* [WHAT IS EXPECTED]: Please report how many lines in the data below contain "async". Nothing besides the number should be written.

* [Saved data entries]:
---
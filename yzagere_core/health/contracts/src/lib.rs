use std::future::Future;

#[cfg_attr(feature = "mock", mockall::automock)]
pub trait HealthService: Send + Sync + 'static {
    fn get_status(&self) -> impl Future<Output = HealthStatus> + Send;
}

#[derive(Debug, Clone, Copy, PartialEq, Eq)]
pub struct HealthStatus {
    pub email: bool,
}

#[cfg(feature = "mock")]
impl MockHealthService {
    pub fn with_get_status(mut self, status: HealthStatus) -> Self {
        self.expect_get_status()
            .once()
            .return_once(move || Box::pin(std::future::ready(status)));
        self
    }
}
use std::sync::Arc;

use tera::Tera;
use yzagere_templates_contracts::{Template, TemplateService, TEMPLATES};

#[derive(Debug, Clone)]
pub struct TemplateServiceImpl {
    state: State,
}

#[derive(Debug, Clone)]
struct State(Arc<Tera>);

impl TemplateServiceImpl {
    pub fn new() -> anyhow::Result<Self> {
        let mut tera = Tera::default();
        tera.autoescape_on(vec![".html"]);
        tera.add_raw_templates(TEMPLATES.iter().copied())?;

        tracing::debug!(count = TEMPLATES.len(), "loaded templates");

        Ok(Self {
            state: State(tera.into()),
        })
    }
}

impl TemplateService for TemplateServiceImpl {
    fn render<T: Template>(&self, template: &T) -> anyhow::Result<String> {
        let context = tera::Context::from_serialize(template)?;
        self.state.0.render(T::NAME, &context).map_err(Into::into)
    }
}
//! Lenient deserializers for values submitted by browsers, where the same
//! field may arrive as a string, a number or `null`.

pub mod lenient_string;
pub mod lenient_millis;
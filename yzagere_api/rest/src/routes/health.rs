use std::sync::Arc;

use axum::{
    extract::State,
    http::StatusCode,
    response::{IntoResponse, Response},
    routing, Json, Router,
};
use serde::Serialize;
use yzagere_core_health_contracts::{HealthService, HealthStatus};

pub fn router(service: Arc<impl HealthService>) -> Router<()> {
    Router::new()
        .route("/health", routing::get(health))
        .with_state(service)
}

#[derive(Serialize)]
struct HealthResponse {
    http: bool,
    email: bool,
}

async fn health(service: State<Arc<impl HealthService>>) -> Response {
    let HealthStatus { email } = service.get_status().await;

    let status = if email {
        StatusCode::OK
    } else {
        StatusCode::INTERNAL_SERVER_ERROR
    };

    let response = HealthResponse { http: true, email };

    (status, Json(response)).into_response()
}
use std::{net::IpAddr, sync::Arc};

use axum::Router;
use tokio::net::TcpListener;
use yzagere_core_contact_contracts::ContactService;
use yzagere_core_health_contracts::HealthService;

mod middlewares;
mod models;
mod routes;

#[derive(Debug, Clone)]
pub struct RestServer<Health, Contact> {
    health: Health,
    contact: Contact,
    config: RestServerConfig,
}

#[derive(Debug, Clone)]
pub struct RestServerConfig {
    /// Phone number offered to visitors when a lead could not be delivered.
    pub fallback_phone: Arc<str>,
}

impl<Health, Contact> RestServer<Health, Contact>
where
    Health: HealthService,
    Contact: ContactService,
{
    pub fn new(health: Health, contact: Contact, config: RestServerConfig) -> Self {
        Self {
            health,
            contact,
            config,
        }
    }

    pub async fn serve(self, host: IpAddr, port: u16) -> anyhow::Result<()> {
        let router = self.router();
        let listener = TcpListener::bind((host, port)).await?;
        axum::serve(listener, router).await.map_err(Into::into)
    }

    pub fn router(self) -> Router<()> {
        let config = Arc::new(self.config);

        let router = Router::new()
            .merge(routes::health::router(self.health.into()))
            .merge(routes::contact::router(self.contact.into(), config));

        let router = middlewares::panic_handler::add(router);
        let router = middlewares::cors::add(router);
        let router = middlewares::trace::add(router);
        middlewares::request_id::add(router)
    }
}

#[cfg(test)]
mod tests {
    use axum::{
        body::Body,
        http::{header, Method, Request, StatusCode},
    };
    use http_body_util::BodyExt;
    use tower::ServiceExt;
    use yzagere_core_contact_contracts::{ContactRelayError, RelayOutcome};
    use yzagere_core_health_contracts::{HealthStatus, MockHealthService};
    use yzagere_demo::{FALLBACK_PHONE, JANE_DOE};
    use yzagere_models::contact::ContactFormFields;

    use super::*;

    struct PanickingContactService;

    impl ContactService for PanickingContactService {
        async fn relay(
            &self,
            _fields: ContactFormFields,
        ) -> Result<RelayOutcome, ContactRelayError> {
            panic!("relay exploded")
        }
    }

    #[tokio::test]
    async fn panic_response_allows_any_origin() {
        // Arrange
        let router = RestServer::new(
            MockHealthService::new(),
            PanickingContactService,
            RestServerConfig {
                fallback_phone: FALLBACK_PHONE.into(),
            },
        )
        .router();
        let request = Request::builder()
            .method(Method::POST)
            .uri("/contact")
            .header(header::CONTENT_TYPE, "application/json")
            .body(Body::from(serde_json::to_string(&*JANE_DOE).unwrap()))
            .unwrap();

        // Act
        let response = router.oneshot(request).await.unwrap();

        // Assert
        assert_eq!(response.status(), StatusCode::INTERNAL_SERVER_ERROR);
        assert_eq!(
            response.headers()[header::ACCESS_CONTROL_ALLOW_ORIGIN],
            "*"
        );
        assert!(response.headers().contains_key("X-Request-Id"));
        let body = response.into_body().collect().await.unwrap().to_bytes();
        let body = serde_json::from_slice::<serde_json::Value>(&body).unwrap();
        assert_eq!(body["ok"], false);
    }

    #[tokio::test]
    async fn health_allows_any_origin() {
        // Arrange
        let router = RestServer::new(
            MockHealthService::new().with_get_status(HealthStatus { email: true }),
            PanickingContactService,
            RestServerConfig {
                fallback_phone: FALLBACK_PHONE.into(),
            },
        )
        .router();

        // Act
        let response = router
            .oneshot(Request::get("/health").body(Body::empty()).unwrap())
            .await
            .unwrap();

        // Assert
        assert_eq!(
            response.headers()[header::ACCESS_CONTROL_ALLOW_ORIGIN],
            "*"
        );
    }
}
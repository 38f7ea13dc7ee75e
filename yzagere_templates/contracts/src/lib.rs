use serde::Serialize;

#[cfg_attr(feature = "mock", mockall::automock)]
pub trait TemplateService: Send + Sync + 'static {
    /// Render the given template.
    fn render<T: Template + 'static>(&self, template: &T) -> anyhow::Result<String>;
}

#[cfg(feature = "mock")]
impl MockTemplateService {
    pub fn with_render<T: Template + Send + PartialEq + std::fmt::Debug + 'static>(
        mut self,
        template: T,
        result: String,
    ) -> Self {
        self.expect_render()
            .once()
            .with(mockall::predicate::eq(template))
            .return_once(|_| Ok(result));
        self
    }
}

/// A template together with the data it is rendered from.
///
/// Templates whose name ends in `.html` are autoescaped.
pub trait Template: Serialize {
    const NAME: &'static str;
    const TEMPLATE: &'static str;
}

macro_rules! templates {
    ($( $ident:ident ( $path:literal ), )* ) => {
        $(
            impl Template for $ident {
                const NAME: &'static str = $path;
                const TEMPLATE: &'static str = include_str!(concat!("../templates/", $path));
            }
        )*

        pub const TEMPLATES: &[(&str, &str)] = &[
            $( ($ident::NAME, $ident::TEMPLATE) ),*
        ];
    };
}

templates! {
    LeadNotificationHtmlTemplate("lead_notification.html"),
    LeadNotificationTextTemplate("lead_notification.txt"),
}

/// Everything shown in a new lead notification.
#[derive(Debug, Clone, PartialEq, Eq, Serialize)]
pub struct LeadNotification {
    pub business_name: String,
    pub service: String,
    pub name: String,
    pub email: String,
    pub phone: Option<String>,
    pub message: String,
    pub submitted_at: String,
}

#[derive(Debug, Clone, PartialEq, Eq, Serialize)]
#[serde(transparent)]
pub struct LeadNotificationHtmlTemplate(pub LeadNotification);

#[derive(Debug, Clone, PartialEq, Eq, Serialize)]
#[serde(transparent)]
pub struct LeadNotificationTextTemplate(pub LeadNotification);
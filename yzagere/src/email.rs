use anyhow::Context;
use yzagere_config::{EmailConfig, SmtpTls};
use yzagere_email_impl::{EmailServiceImpl, SmtpTransportConfig};

/// Connect to the SMTP server
pub fn connect(config: &EmailConfig) -> anyhow::Result<EmailServiceImpl> {
    let smtp = SmtpTransportConfig {
        host: config.smtp.host.clone(),
        port: config.smtp.port,
        tls: match config.smtp.tls {
            SmtpTls::Starttls => yzagere_email_impl::SmtpTls::StartTls,
            SmtpTls::Tls => yzagere_email_impl::SmtpTls::Wrapper,
            SmtpTls::None => yzagere_email_impl::SmtpTls::None,
        },
        username: config.smtp.username.clone(),
        password: config.smtp.password.clone(),
        timeout: config.timeout.into(),
    };

    EmailServiceImpl::new(&smtp, config.from.clone()).context("Failed to connect to SMTP server")
}
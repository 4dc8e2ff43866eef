use std::collections::BTreeMap;
use std::path::{Path, PathBuf};
use std::time::Duration;

use chime_types::{IndicatorMap, Melody, Pin, Pitch, Tempo};
use serde::Deserialize;

use crate::board::{SerialSettings, DEFAULT_BAUD_RATE};
use crate::session::PlaybackPlan;
use crate::{ChimeError, ChimeResult};

const DEFAULT_CONFIG: &str = include_str!("../config.toml");

const DEFAULT_PORT: &str = "COM8";
const DEFAULT_SETTLE_MS: u64 = 2000;
const DEFAULT_REPEAT_PAUSE_MS: u64 = 3000;
const DEFAULT_TEMPO: Tempo = match Tempo::checked(100) {
    Some(tempo) => tempo,
    None => panic!("default tempo must be positive"),
};
const DEFAULT_SPEAKER_PIN: Pin = match Pin::checked(8) {
    Some(pin) => pin,
    None => panic!("default speaker pin out of range"),
};

#[derive(Deserialize, Default)]
struct ConfigFile {
    #[serde(default)]
    serial: SerialConfig,
    #[serde(default)]
    playback: PlaybackConfig,
    #[serde(default)]
    indicators: BTreeMap<String, Pin>,
}

#[derive(Deserialize, Default)]
struct SerialConfig {
    port: Option<String>,
    baud_rate: Option<u32>,
    settle_ms: Option<u64>,
}

#[derive(Deserialize, Default)]
struct PlaybackConfig {
    bpm: Option<Tempo>,
    speaker_pin: Option<Pin>,
    repeat_pause_ms: Option<u64>,
}

pub struct Config {
    serial: SerialConfig,
    playback: PlaybackConfig,
    indicators: BTreeMap<String, Pin>,
}

impl Config {
    /// Embedded defaults, overridden by the user's config file if one exists.
    /// A broken user file is logged and skipped.
    pub fn load() -> Self {
        let mut base = embedded();

        if let Some(path) = user_config_path() {
            if path.exists() {
                match read_config_file(&path) {
                    Ok(user) => merge(&mut base, user),
                    Err(e) => log::warn!(target: "config", "ignoring {}", e),
                }
            }
        }

        Self::from_file(base)
    }

    /// Embedded defaults, overridden by `path`. Any problem with `path` is an error.
    pub fn load_from(path: &Path) -> ChimeResult<Self> {
        let mut base = embedded();
        merge(&mut base, read_config_file(path)?);
        Ok(Self::from_file(base))
    }

    fn from_file(file: ConfigFile) -> Self {
        Config {
            serial: file.serial,
            playback: file.playback,
            indicators: file.indicators,
        }
    }

    pub fn serial_settings(&self) -> SerialSettings {
        SerialSettings {
            port: self
                .serial
                .port
                .clone()
                .unwrap_or_else(|| DEFAULT_PORT.to_string()),
            baud_rate: self.serial.baud_rate.unwrap_or(DEFAULT_BAUD_RATE),
            settle: Duration::from_millis(self.serial.settle_ms.unwrap_or(DEFAULT_SETTLE_MS)),
            ..SerialSettings::default()
        }
    }

    pub fn tempo(&self) -> Tempo {
        self.playback.bpm.unwrap_or(DEFAULT_TEMPO)
    }

    pub fn speaker_pin(&self) -> Pin {
        self.playback.speaker_pin.unwrap_or(DEFAULT_SPEAKER_PIN)
    }

    pub fn repeat_pause(&self) -> Duration {
        Duration::from_millis(
            self.playback
                .repeat_pause_ms
                .unwrap_or(DEFAULT_REPEAT_PAUSE_MS),
        )
    }

    /// Pitch to LED table. Entries naming an unknown pitch, or a rest, are
    /// logged and skipped.
    pub fn indicators(&self) -> IndicatorMap {
        let mut map = IndicatorMap::empty();
        for (name, &pin) in &self.indicators {
            let assigned = name
                .parse::<Pitch>()
                .and_then(|pitch| map.insert(pitch, pin));
            if let Err(e) = assigned {
                log::warn!(target: "config", "skipping indicator {} = {}: {}", name, pin, e);
            }
        }
        map
    }

    /// The built-in melody with this config's tempo and wiring.
    pub fn playback_plan(&self) -> PlaybackPlan {
        PlaybackPlan {
            melody: Melody::twinkle_star(),
            tempo: self.tempo(),
            speaker: self.speaker_pin(),
            indicators: self.indicators(),
            repeat_pause: self.repeat_pause(),
        }
    }
}

pub fn user_config_path() -> Option<PathBuf> {
    dirs::config_dir().map(|d| d.join("chime").join("config.toml"))
}

fn embedded() -> ConfigFile {
    toml::from_str(DEFAULT_CONFIG).unwrap_or_else(|e| {
        log::error!(target: "config", "embedded config.toml is malformed: {}", e);
        ConfigFile::default()
    })
}

fn read_config_file(path: &Path) -> ChimeResult<ConfigFile> {
    let error = |message: String| ChimeError::Config {
        path: path.to_path_buf(),
        message,
    };
    let contents = std::fs::read_to_string(path).map_err(|e| error(e.to_string()))?;
    toml::from_str(&contents).map_err(|e| error(e.to_string()))
}

fn merge(base: &mut ConfigFile, user: ConfigFile) {
    if user.serial.port.is_some() {
        base.serial.port = user.serial.port;
    }
    if user.serial.baud_rate.is_some() {
        base.serial.baud_rate = user.serial.baud_rate;
    }
    if user.serial.settle_ms.is_some() {
        base.serial.settle_ms = user.serial.settle_ms;
    }
    if user.playback.bpm.is_some() {
        base.playback.bpm = user.playback.bpm;
    }
    if user.playback.speaker_pin.is_some() {
        base.playback.speaker_pin = user.playback.speaker_pin;
    }
    if user.playback.repeat_pause_ms.is_some() {
        base.playback.repeat_pause_ms = user.playback.repeat_pause_ms;
    }
    for (name, pin) in user.indicators {
        base.indicators.insert(name.trim().to_ascii_uppercase(), pin);
    }
}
---
* [THE ANSWER]: 5